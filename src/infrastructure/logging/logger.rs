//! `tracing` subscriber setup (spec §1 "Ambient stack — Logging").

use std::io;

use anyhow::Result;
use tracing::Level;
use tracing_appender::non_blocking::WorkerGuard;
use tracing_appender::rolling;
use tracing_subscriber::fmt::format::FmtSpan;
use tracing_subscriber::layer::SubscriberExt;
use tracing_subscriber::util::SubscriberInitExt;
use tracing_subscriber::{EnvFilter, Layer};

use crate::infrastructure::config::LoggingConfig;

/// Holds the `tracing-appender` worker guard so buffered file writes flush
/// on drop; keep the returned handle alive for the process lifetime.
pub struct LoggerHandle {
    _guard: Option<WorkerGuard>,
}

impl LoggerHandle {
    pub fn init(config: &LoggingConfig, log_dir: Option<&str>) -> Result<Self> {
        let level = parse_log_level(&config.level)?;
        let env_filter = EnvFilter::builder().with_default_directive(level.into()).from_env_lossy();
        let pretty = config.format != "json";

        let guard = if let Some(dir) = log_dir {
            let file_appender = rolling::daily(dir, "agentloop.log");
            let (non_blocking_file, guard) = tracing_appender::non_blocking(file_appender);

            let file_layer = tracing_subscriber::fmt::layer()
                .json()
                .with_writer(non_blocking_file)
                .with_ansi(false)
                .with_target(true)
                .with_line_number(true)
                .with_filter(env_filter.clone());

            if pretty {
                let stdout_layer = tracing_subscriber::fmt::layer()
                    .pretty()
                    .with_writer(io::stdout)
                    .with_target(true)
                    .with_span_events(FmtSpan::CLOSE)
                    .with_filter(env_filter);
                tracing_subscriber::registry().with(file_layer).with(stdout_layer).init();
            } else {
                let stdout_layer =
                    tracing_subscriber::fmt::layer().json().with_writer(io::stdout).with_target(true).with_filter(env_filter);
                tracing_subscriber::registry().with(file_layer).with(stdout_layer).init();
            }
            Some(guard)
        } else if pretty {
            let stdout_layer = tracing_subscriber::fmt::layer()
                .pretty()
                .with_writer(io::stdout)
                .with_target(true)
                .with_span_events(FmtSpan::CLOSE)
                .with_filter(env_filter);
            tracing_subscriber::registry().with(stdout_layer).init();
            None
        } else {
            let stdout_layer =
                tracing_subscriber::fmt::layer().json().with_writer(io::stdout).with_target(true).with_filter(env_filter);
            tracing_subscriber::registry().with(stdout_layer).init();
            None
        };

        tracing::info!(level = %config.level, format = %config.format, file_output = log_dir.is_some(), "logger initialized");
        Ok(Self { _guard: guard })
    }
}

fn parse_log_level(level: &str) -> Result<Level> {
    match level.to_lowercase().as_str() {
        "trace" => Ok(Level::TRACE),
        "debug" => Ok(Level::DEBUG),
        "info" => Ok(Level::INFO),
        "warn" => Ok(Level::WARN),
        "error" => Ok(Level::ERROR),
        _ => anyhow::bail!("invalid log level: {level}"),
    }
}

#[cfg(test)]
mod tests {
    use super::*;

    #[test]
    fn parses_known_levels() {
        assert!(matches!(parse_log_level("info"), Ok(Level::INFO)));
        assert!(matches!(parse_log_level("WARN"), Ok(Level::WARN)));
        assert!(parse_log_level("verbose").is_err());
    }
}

========================

Aim of the exercise -> Find the word "EnvFilter" in the entries above. Copy every line that has it.

Output for this task ->
use tracing_subscriber::{EnvFilter, Layer};
        let env_filter = EnvFilter::builder().with_default_directive(level.into()).from_env_lossy();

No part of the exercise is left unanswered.